=== What you will do ===
In the listing below, how many lines include "derive"? Give the number and no other text.

=== Input data ===
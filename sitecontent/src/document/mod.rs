// Document parsing - Markdown with YAML front matter, JSON and YAML data files

use crate::error::{ContentError, Result};
use regex::Regex;
use std::path::Path;
use std::sync::OnceLock;

/// How a source file's record is encoded, chosen by extension.
#[derive(Debug, Clone, Copy, PartialEq, Eq)]
pub enum DocumentFormat {
    /// `---` fenced YAML front matter followed by a Markdown/MDX body.
    Markdown,
    Json,
    Yaml,
}

impl DocumentFormat {
    pub fn from_path(path: &Path) -> Option<Self> {
        match path.extension().and_then(|e| e.to_str()) {
            Some("md") | Some("mdx") | Some("markdown") => Some(DocumentFormat::Markdown),
            Some("json") => Some(DocumentFormat::Json),
            Some("yaml") | Some("yml") => Some(DocumentFormat::Yaml),
            _ => None,
        }
    }
}

/// Fields and optional body extracted from one file.
#[derive(Debug, Clone, PartialEq)]
pub struct ParsedDocument {
    pub fields: serde_json::Map<String, serde_json::Value>,
    pub body: Option<String>,
}

fn front_matter_re() -> &'static Regex {
    static RE: OnceLock<Regex> = OnceLock::new();
    RE.get_or_init(|| {
        Regex::new(r"(?s)\A\x{feff}?---[ \t]*\r?\n(?:(.*?)\r?\n)?---[ \t]*(?:\r?\n|\z)")
            .expect("front matter pattern is valid")
    })
}

/// Split text into its front-matter block and body. Text without a leading
/// fence has no front matter and is all body.
pub fn split_front_matter(text: &str) -> (Option<&str>, &str) {
    match front_matter_re().captures(text) {
        Some(caps) => {
            let front = caps.get(1).map_or("", |m| m.as_str());
            let end = caps.get(0).map_or(0, |m| m.end());
            (Some(front), &text[end..])
        }
        None => (None, text),
    }
}

/// Parse the contents of a source file in the given format.
pub fn parse_document(source_id: &str, format: DocumentFormat, text: &str) -> Result<ParsedDocument> {
    match format {
        DocumentFormat::Markdown => {
            let (front, body) = split_front_matter(text);
            let fields = match front {
                Some(yaml) => parse_yaml_object(source_id, yaml)?,
                None => serde_json::Map::new(),
            };
            Ok(ParsedDocument {
                fields,
                body: Some(body.to_string()),
            })
        }
        DocumentFormat::Json => {
            let value: serde_json::Value =
                serde_json::from_str(text).map_err(|e| parse_error(source_id, e))?;
            Ok(ParsedDocument {
                fields: into_object(source_id, value)?,
                body: None,
            })
        }
        DocumentFormat::Yaml => Ok(ParsedDocument {
            fields: parse_yaml_object(source_id, text)?,
            body: None,
        }),
    }
}

/// Read and parse a file, picking the format from its extension.
pub fn read_document(path: &Path, source_id: &str) -> Result<ParsedDocument> {
    let format = DocumentFormat::from_path(path).ok_or_else(|| ContentError::Parse {
        source_id: source_id.to_string(),
        message: "unsupported file extension".into(),
    })?;
    let text = std::fs::read_to_string(path)?;
    parse_document(source_id, format, &text)
}

fn parse_yaml_object(
    source_id: &str,
    yaml: &str,
) -> Result<serde_json::Map<String, serde_json::Value>> {
    if yaml.trim().is_empty() {
        return Ok(serde_json::Map::new());
    }
    let value: serde_json::Value =
        serde_yaml::from_str(yaml).map_err(|e| parse_error(source_id, e))?;
    into_object(source_id, value)
}

fn into_object(
    source_id: &str,
    value: serde_json::Value,
) -> Result<serde_json::Map<String, serde_json::Value>> {
    match value {
        serde_json::Value::Object(map) => Ok(map),
        serde_json::Value::Null => Ok(serde_json::Map::new()),
        other => Err(ContentError::Parse {
            source_id: source_id.to_string(),
            message: format!("expected a key/value object at the top level, got {}", kind_of(&other)),
        }),
    }
}

fn parse_error(source_id: &str, e: impl std::fmt::Display) -> ContentError {
    ContentError::Parse {
        source_id: source_id.to_string(),
        message: e.to_string(),
    }
}

fn kind_of(value: &serde_json::Value) -> &'static str {
    match value {
        serde_json::Value::Null => "null",
        serde_json::Value::Bool(_) => "boolean",
        serde_json::Value::Number(_) => "number",
        serde_json::Value::String(_) => "string",
        serde_json::Value::Array(_) => "list",
        serde_json::Value::Object(_) => "object",
    }
}

#[cfg(test)]
mod tests {
    use super::*;
    use pretty_assertions::assert_eq;
    use serde_json::json;

    #[test]
    fn test_split_front_matter() {
        let text = "---\ntitle: Hello\npubDate: 2024-01-05\n---\n# Body\n";
        let (front, body) = split_front_matter(text);
        assert_eq!(front, Some("title: Hello\npubDate: 2024-01-05"));
        assert_eq!(body, "# Body\n");
    }

    #[test]
    fn test_split_front_matter_crlf_and_bom() {
        let text = "\u{feff}---\r\ntitle: Hi\r\n---\r\nBody";
        let (front, body) = split_front_matter(text);
        assert_eq!(front, Some("title: Hi"));
        assert_eq!(body, "Body");
    }

    #[test]
    fn test_empty_front_matter() {
        let (front, body) = split_front_matter("---\n---\ntext");
        assert_eq!(front, Some(""));
        assert_eq!(body, "text");
    }

    #[test]
    fn test_fence_must_start_a_line() {
        let text = "---\ntitle: a---\nkind: b\n---\nrest";
        let (front, body) = split_front_matter(text);
        assert_eq!(front, Some("title: a---\nkind: b"));
        assert_eq!(body, "rest");
    }

    #[test]
    fn test_no_front_matter() {
        let (front, body) = split_front_matter("# Just markdown\n---\n");
        assert_eq!(front, None);
        assert_eq!(body, "# Just markdown\n---\n");
    }

    #[test]
    fn test_markdown_document_fields() {
        let doc = parse_document(
            "blog/a.md",
            DocumentFormat::Markdown,
            "---\ntitle: Hello\npubDate: 2024-01-05\ndraft: true\nupdatedDate:\n---\nBody",
        )
        .unwrap();

        assert_eq!(
            serde_json::Value::Object(doc.fields),
            json!({ "title": "Hello", "pubDate": "2024-01-05", "draft": true, "updatedDate": null })
        );
        assert_eq!(doc.body.as_deref(), Some("Body"));
    }

    #[test]
    fn test_json_document_must_be_object() {
        let doc = parse_document("d/a.json", DocumentFormat::Json, r#"{"name": "Cafe"}"#).unwrap();
        assert_eq!(doc.fields["name"], json!("Cafe"));
        assert_eq!(doc.body, None);

        let err = parse_document("d/b.json", DocumentFormat::Json, "[1, 2]").unwrap_err();
        assert!(err.to_string().contains("d/b.json"));
        assert!(err.to_string().contains("list"));
    }

    #[test]
    fn test_malformed_input_names_source() {
        let err = parse_document("d/c.json", DocumentFormat::Json, "{ nope").unwrap_err();
        assert!(matches!(err, ContentError::Parse { ref source_id, .. } if source_id == "d/c.json"));

        let err = parse_document("b/x.md", DocumentFormat::Markdown, "---\ntitle: [unclosed\n---\n")
            .unwrap_err();
        assert!(matches!(err, ContentError::Parse { .. }));
    }

    #[test]
    fn test_yaml_data_file() {
        let doc = parse_document("d/a.yaml", DocumentFormat::Yaml, "name: Cafe\npetFriendly: true\n")
            .unwrap();
        assert_eq!(doc.fields["petFriendly"], json!(true));
    }

    #[test]
    fn test_format_from_extension() {
        assert_eq!(DocumentFormat::from_path(Path::new("a.mdx")), Some(DocumentFormat::Markdown));
        assert_eq!(DocumentFormat::from_path(Path::new("a.yml")), Some(DocumentFormat::Yaml));
        assert_eq!(DocumentFormat::from_path(Path::new("a.txt")), None);
    }

    #[test]
    fn test_unsupported_extension_names_source() {
        let tmp = tempfile::TempDir::new().unwrap();
        let path = tmp.path().join("notes.txt");
        std::fs::write(&path, "title: nope\n").unwrap();

        let err = read_document(&path, "src/content/blog/notes.txt").unwrap_err();
        assert!(matches!(
            err,
            ContentError::Parse { ref source_id, .. } if source_id == "src/content/blog/notes.txt"
        ));
        assert_eq!(
            err.to_string(),
            "Parse error in src/content/blog/notes.txt: unsupported file extension"
        );
    }
}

=== Solved exercise ===
2